In the interest of being more independent and, OK, saving money, this year I decided to do my taxes myself using Turbo Tax, rather than my expensive Westside LA accountants.  It triggered some past math trauma as I remembered Mr. Roche, my high school geometry teacher referring to me as the "dumb broad." This was way before Gloria Allred so there was no lawsuit, just a major amount of self-doubt and humiliation.

So, my BFF Laura is a do-it-yourself-er who takes DIY to the extreme — no task rabbit for organizing this girl’s spice rack. She handled her own divorce, details her car, and I’m for her to do her own open heart surgery on herself with a knife in one hand and watching instructions on YouTube.

So, Laura comes over and we dig into itemizing deductions, figuring out just how many rooms in my house are used for business, and can I deduct my dog expenses as providing me emotional support?

No, but cat food, I discovered, can be considered a legitimate business expense. This is based on a case where a junkyard owner brought in local stray cats in order to drive away mice and rats. The IRS accepted that the cats were essential for his business. Still, it wouldn’t work for me as I can’t even get my cat to stop throwing up fur balls, let alone participate in my business as cats aren’t great at writing jokes.

Laura and I then researched whether or not I could deduct my considerable therapy expenses. What I found out about that makes a statement about the American culture.

Did you know that therapy for treatment of sexual inadequacy is deductible, but a couple’s counseling to improve a marriage is NOT?  So, if a couple goes to therapy to improve communication – that’s not a medical necessity. But if someone isn’t getting laid, STAT Code Blue – that’s important.

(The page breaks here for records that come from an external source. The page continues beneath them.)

//! Common error types shared across crates.

use thiserror::Error;

/// Top-level service error type.
///
/// Variants map to HTTP status codes returned to callers:
/// - [`ServiceError::BadRequest`] → 400
/// - [`ServiceError::PayloadTooLarge`] → 413
/// - [`ServiceError::EncryptionFailure`] → 500
/// - [`ServiceError::Internal`] → 500
#[derive(Debug, Error)]
pub enum ServiceError {
    /// The request was malformed: not a JSON object, or a missing envelope field.
    #[error("bad request: {0}")]
    BadRequest(String),

    /// A field is too large to fit in a single RSA-OAEP block.
    #[error("payload too large: {0}")]
    PayloadTooLarge(String),

    /// Encryption or signing failed due to a crypto-layer error.
    #[error("encryption failure: {0}")]
    EncryptionFailure(String),

    /// An unexpected internal error occurred.
    #[error("internal error: {0}")]
    Internal(String),
}

impl ServiceError {
    /// Returns the HTTP status code that should be sent for this error.
    pub fn http_status(&self) -> u16 {
        match self {
            ServiceError::BadRequest(_) => 400,
            ServiceError::PayloadTooLarge(_) => 413,
            ServiceError::EncryptionFailure(_) => 500,
            ServiceError::Internal(_) => 500,
        }
    }

    /// Short machine-readable code used in the `code` field of error bodies.
    pub fn code(&self) -> &'static str {
        match self {
            ServiceError::BadRequest(_) => "bad_request",
            ServiceError::PayloadTooLarge(_) => "payload_too_large",
            ServiceError::EncryptionFailure(_) => "encryption_failure",
            ServiceError::Internal(_) => "internal_error",
        }
    }
}

#[cfg(test)]
mod tests {
    use super::*;

    #[test]
    fn http_status_codes() {
        assert_eq!(ServiceError::BadRequest("x".into()).http_status(), 400);
        assert_eq!(ServiceError::PayloadTooLarge("x".into()).http_status(), 413);
        assert_eq!(
            ServiceError::EncryptionFailure("x".into()).http_status(),
            500
        );
        assert_eq!(ServiceError::Internal("x".into()).http_status(), 500);
    }

    #[test]
    fn codes_are_snake_case() {
        assert_eq!(ServiceError::BadRequest("x".into()).code(), "bad_request");
        assert_eq!(
            ServiceError::PayloadTooLarge("x".into()).code(),
            "payload_too_large"
        );
        assert_eq!(ServiceError::Internal("x".into()).code(), "internal_error");
    }

    #[test]
    fn display_includes_message() {
        let e = ServiceError::BadRequest("expected a JSON object".into());
        assert!(e.to_string().contains("expected a JSON object"));
    }
}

These rules were surely written by a dude who doesn’t value talking.

I also learned that if you want to help solve your husband’s sexual problems by going to the gym and looking hot, you can’t deduct that either unless your doctor is willing to say that your life might be in danger if you don’t start exercising and losing weight. But, it gets even more confusing. Elastic hosiery to treat blood circulation problems IS deductible, but my Spanx tights that make me look thinner and may make the difference between my getting laid or not are NOT deductible. This doesn’t make sense as the elastic hosiery could well be the reason a couple has sexual inadequacy. When was the last time a guy said, "Wow, you look so hot in those support hose?"

It seems that expenses for female items are less likely to be considered important enough for a deduction. Artificial limbs can be write-offs, but not artificial breasts, even if you are diagnosed with gender-identity disorder. You can deduct various surgeries and hormone therapy, but breasts are considered to be cosmetic and deemed nondeductible. The exception is if you need big breasts to work as a stripper, then the IRS considers them to be props and a business expense.

So, after a few cocktails, Laura and I finished our returns. Lo and behold, I’m getting a 50% larger refund than I did when I used the fancy accountants. And now that I’m onto the IRS, next year my refund will be even larger as I’m going to redesign my life.
  • There will be no more restaurant meals with friends. These will be business networking meetings… with friends… at restaurants.
  • Supplements I buy on Amazon are to prop me up to work, making my gummy bear multi vitamins and Vitamin D part of my business operating expenses.
  • My cat will no longer be a pet, but a YouTube star, bringing in revenue. No clicks, no kibble.
 Hey, Mr. Roche – whose the dumb broad now?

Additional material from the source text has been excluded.